__Exercise description__
Instruction for the entries that follow: retype exactly the lines from the line with "(self.status_code, Json(self)).into_response()" to the line with "requested route does", both included, and omit all others.

Stored data
□ □ □ □ □

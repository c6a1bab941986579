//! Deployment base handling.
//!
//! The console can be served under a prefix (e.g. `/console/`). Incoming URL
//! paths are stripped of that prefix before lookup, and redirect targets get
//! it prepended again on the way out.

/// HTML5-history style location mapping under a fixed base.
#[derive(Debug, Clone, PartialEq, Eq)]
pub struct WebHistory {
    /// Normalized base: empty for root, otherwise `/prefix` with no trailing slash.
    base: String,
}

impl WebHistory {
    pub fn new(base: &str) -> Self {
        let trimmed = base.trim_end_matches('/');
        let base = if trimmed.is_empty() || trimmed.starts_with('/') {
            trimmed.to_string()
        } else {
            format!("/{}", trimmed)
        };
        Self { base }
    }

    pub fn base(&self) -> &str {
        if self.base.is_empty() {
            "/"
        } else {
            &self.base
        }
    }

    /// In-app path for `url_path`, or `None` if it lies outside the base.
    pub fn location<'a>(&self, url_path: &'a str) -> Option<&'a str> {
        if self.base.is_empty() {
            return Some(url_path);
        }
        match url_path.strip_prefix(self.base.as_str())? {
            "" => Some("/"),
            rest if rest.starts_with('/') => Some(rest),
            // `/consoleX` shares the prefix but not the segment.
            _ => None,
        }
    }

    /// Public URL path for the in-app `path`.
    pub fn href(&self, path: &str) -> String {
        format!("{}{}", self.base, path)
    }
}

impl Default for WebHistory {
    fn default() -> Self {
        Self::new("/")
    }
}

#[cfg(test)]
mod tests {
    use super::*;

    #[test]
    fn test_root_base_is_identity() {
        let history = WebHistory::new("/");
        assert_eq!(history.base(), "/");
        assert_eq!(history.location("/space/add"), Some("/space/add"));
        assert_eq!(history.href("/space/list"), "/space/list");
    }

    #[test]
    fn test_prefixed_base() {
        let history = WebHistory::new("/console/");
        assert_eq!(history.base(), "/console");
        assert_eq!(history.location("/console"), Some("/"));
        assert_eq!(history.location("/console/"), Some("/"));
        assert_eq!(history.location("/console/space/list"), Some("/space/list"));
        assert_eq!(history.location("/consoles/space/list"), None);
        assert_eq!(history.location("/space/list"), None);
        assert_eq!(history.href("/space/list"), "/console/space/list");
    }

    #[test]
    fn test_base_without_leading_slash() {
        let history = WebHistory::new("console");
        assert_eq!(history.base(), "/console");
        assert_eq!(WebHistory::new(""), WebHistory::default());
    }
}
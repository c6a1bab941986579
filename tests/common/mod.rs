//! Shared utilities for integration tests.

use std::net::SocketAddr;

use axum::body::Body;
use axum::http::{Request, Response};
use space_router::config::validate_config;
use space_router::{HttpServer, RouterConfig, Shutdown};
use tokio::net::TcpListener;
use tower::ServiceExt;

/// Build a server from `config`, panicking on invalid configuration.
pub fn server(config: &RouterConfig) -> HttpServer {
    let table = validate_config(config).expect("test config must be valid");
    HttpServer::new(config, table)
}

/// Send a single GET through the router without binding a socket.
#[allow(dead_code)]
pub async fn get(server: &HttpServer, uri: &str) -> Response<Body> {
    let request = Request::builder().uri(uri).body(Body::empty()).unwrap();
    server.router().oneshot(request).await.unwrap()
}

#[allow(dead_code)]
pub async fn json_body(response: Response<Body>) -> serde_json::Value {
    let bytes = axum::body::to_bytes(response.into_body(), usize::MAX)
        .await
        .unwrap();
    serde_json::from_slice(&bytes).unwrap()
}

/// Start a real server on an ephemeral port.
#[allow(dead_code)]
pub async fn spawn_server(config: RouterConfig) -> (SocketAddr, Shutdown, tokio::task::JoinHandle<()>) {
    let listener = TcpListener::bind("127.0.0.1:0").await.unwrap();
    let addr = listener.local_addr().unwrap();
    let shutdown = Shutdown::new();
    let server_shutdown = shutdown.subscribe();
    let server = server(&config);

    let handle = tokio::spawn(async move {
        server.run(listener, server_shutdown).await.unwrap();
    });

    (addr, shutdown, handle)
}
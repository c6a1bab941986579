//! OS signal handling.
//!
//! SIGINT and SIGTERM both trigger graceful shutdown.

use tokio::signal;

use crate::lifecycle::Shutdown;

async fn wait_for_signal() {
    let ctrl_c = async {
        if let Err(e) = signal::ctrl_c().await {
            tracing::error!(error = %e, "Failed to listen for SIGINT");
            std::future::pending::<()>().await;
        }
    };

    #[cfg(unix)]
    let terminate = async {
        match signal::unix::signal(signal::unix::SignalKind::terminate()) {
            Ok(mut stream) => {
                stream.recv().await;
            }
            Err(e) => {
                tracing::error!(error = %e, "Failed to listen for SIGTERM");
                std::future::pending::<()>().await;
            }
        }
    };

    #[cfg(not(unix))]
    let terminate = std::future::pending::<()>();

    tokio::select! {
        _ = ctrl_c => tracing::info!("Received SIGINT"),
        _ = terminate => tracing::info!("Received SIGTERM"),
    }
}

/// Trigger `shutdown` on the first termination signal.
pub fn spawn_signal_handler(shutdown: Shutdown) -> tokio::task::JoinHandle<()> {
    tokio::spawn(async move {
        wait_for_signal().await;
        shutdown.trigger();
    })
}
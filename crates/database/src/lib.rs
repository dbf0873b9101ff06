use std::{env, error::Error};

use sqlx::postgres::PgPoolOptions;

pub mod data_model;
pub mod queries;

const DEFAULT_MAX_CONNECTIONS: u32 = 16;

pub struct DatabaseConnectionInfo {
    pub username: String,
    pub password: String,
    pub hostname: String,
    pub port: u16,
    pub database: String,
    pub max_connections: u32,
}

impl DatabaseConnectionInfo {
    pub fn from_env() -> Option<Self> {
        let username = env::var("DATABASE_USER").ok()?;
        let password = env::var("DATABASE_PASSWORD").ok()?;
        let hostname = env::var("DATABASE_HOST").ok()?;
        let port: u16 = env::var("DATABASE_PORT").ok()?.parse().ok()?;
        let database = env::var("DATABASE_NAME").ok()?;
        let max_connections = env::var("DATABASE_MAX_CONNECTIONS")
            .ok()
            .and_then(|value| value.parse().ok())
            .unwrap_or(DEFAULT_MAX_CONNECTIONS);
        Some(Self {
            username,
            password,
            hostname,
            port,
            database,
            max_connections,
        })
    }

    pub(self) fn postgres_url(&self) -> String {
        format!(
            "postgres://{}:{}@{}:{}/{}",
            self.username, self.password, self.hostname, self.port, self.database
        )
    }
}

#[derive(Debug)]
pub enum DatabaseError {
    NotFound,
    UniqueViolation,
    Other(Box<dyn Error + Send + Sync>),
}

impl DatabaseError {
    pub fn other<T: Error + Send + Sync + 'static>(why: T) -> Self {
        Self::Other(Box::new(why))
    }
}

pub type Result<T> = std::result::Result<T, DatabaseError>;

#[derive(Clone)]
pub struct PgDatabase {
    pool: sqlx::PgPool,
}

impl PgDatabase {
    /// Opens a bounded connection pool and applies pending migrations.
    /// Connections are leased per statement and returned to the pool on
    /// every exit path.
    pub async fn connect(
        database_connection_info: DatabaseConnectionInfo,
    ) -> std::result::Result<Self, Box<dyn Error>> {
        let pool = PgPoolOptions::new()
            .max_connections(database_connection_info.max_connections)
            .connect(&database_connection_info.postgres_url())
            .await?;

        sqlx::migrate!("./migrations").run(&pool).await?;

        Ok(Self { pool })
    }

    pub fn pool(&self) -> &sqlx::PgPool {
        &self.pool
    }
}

□ □ □ □ □

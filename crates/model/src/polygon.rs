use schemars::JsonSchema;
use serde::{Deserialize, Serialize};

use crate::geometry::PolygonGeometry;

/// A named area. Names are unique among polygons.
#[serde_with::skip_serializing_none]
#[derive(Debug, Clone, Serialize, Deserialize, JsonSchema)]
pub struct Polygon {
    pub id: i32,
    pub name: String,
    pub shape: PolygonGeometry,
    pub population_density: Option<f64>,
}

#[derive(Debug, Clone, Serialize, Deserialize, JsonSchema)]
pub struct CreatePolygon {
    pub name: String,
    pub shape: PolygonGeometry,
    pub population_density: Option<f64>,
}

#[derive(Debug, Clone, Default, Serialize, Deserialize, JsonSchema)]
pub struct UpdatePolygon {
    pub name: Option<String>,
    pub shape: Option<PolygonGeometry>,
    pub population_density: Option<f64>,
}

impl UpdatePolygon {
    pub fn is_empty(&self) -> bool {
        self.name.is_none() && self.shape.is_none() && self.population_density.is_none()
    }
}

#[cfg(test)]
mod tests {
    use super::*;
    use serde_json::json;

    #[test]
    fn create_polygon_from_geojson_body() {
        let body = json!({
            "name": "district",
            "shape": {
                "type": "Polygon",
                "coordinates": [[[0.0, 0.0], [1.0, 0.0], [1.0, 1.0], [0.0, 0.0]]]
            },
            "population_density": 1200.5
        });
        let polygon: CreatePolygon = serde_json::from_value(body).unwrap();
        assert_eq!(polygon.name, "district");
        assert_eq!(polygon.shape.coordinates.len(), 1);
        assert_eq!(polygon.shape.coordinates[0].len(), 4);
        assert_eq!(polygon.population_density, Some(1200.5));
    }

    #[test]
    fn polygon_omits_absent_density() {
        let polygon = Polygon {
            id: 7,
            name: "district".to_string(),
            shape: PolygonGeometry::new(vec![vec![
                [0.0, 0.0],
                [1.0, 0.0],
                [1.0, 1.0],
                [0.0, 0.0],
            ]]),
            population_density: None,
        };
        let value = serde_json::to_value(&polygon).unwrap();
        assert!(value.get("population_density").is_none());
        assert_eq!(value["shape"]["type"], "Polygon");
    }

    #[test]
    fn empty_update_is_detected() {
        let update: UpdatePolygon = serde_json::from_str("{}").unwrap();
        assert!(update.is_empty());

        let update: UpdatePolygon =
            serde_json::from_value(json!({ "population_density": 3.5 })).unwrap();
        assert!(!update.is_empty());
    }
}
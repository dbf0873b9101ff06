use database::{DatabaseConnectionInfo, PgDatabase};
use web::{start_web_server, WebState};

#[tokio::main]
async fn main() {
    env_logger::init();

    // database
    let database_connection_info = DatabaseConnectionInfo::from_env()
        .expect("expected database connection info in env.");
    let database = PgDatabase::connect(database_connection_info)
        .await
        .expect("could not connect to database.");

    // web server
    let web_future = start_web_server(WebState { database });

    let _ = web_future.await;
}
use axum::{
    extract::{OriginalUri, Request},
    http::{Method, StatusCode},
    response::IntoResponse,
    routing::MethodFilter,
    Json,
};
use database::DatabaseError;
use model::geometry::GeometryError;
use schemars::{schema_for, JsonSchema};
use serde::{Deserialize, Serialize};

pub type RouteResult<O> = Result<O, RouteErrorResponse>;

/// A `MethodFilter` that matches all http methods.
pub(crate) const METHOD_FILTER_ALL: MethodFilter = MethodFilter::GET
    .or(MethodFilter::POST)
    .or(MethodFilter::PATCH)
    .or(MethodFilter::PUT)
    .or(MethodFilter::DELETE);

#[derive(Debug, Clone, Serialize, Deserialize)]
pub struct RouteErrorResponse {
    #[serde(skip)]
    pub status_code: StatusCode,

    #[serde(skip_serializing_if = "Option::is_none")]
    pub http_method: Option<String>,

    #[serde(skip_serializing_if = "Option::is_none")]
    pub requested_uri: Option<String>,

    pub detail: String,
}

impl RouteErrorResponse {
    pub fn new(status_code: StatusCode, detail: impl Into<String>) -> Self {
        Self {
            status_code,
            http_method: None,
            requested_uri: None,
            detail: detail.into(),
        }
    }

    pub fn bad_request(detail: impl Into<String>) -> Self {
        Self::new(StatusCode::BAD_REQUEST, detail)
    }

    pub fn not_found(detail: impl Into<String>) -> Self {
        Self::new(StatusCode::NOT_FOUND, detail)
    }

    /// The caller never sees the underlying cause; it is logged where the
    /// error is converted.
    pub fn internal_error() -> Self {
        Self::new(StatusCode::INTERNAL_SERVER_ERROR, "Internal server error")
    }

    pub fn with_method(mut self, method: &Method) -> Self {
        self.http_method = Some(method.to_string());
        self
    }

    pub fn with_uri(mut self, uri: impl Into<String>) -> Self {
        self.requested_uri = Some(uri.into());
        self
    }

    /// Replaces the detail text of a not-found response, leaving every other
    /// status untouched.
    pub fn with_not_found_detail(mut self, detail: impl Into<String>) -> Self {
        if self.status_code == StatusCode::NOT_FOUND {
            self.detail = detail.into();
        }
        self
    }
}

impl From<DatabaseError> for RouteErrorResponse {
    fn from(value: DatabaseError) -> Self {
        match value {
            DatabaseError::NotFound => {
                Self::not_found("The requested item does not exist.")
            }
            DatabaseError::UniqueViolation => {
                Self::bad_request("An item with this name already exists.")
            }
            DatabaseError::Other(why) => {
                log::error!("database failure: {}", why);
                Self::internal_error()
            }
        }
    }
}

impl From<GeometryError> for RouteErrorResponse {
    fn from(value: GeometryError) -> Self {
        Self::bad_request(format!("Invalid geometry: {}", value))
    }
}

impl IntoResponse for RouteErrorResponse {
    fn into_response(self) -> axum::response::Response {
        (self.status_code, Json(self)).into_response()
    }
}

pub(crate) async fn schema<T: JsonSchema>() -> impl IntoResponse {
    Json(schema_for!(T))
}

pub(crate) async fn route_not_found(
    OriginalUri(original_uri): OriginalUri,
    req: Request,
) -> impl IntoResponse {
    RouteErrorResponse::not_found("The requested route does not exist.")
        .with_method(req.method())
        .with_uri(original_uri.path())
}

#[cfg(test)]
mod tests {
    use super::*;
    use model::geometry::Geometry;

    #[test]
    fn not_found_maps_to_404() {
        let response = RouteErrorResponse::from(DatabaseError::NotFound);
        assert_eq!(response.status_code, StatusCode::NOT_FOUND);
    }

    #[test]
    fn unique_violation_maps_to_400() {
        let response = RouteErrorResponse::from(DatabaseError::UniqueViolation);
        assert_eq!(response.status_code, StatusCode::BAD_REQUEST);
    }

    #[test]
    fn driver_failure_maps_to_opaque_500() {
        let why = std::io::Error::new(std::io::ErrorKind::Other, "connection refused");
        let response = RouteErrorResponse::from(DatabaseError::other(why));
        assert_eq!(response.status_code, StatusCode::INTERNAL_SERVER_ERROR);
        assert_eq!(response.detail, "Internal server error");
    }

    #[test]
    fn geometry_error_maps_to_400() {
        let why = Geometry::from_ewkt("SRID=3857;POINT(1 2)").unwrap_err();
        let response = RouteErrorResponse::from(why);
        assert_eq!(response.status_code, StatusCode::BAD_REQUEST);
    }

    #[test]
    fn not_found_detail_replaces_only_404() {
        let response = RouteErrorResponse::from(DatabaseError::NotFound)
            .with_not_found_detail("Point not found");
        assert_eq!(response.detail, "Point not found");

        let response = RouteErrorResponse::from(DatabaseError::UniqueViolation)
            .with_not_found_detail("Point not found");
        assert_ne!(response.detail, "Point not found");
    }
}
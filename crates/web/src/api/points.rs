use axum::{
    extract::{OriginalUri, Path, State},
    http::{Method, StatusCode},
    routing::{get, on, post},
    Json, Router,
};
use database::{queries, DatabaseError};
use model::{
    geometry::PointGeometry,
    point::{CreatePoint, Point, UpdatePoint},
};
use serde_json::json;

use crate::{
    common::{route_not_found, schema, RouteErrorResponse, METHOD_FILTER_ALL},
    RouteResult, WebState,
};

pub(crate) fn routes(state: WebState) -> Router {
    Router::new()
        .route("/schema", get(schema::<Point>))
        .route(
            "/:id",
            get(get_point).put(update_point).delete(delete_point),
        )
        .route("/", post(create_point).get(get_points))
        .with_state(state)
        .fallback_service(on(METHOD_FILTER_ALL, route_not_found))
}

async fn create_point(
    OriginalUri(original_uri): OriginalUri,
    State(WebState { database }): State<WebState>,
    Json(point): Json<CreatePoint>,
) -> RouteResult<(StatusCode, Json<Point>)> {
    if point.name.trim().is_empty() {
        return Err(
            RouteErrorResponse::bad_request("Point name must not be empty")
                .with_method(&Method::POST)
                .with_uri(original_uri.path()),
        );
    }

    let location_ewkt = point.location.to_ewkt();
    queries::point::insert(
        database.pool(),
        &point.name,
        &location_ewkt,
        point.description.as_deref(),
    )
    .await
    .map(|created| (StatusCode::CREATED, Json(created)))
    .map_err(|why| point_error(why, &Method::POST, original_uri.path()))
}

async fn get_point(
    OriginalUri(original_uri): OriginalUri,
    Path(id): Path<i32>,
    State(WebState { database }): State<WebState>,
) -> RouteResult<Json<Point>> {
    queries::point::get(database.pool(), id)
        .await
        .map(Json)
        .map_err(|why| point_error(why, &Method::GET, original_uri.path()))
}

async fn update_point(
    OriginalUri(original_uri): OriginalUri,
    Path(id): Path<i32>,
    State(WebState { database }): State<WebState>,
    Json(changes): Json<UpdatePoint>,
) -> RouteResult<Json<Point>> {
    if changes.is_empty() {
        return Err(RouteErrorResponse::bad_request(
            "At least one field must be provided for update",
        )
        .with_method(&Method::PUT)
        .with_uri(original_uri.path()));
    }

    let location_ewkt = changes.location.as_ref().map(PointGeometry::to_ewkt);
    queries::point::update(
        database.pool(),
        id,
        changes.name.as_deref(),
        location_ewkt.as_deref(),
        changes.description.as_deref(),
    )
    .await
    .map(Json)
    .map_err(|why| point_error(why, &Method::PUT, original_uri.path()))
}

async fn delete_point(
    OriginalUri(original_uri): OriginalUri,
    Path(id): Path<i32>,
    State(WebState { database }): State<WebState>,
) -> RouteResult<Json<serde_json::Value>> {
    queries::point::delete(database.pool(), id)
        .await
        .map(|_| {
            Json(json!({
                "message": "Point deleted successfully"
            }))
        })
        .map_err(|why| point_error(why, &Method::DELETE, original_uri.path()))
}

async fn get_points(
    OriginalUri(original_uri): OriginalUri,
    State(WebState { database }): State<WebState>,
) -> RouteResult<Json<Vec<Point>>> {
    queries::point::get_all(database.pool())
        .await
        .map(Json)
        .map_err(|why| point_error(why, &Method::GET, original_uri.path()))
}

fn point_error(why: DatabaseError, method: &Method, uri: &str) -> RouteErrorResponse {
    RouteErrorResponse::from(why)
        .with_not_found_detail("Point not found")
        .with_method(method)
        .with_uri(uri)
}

□ □ □ □ □

__Worked solution__
        (self.status_code, Json(self)).into_response()
    }
}

pub(crate) async fn schema<T: JsonSchema>() -> impl IntoResponse {
    Json(schema_for!(T))
}

pub(crate) async fn route_not_found(
    OriginalUri(original_uri): OriginalUri,
    req: Request,
) -> impl IntoResponse {
    RouteErrorResponse::not_found("The requested route does not exist.")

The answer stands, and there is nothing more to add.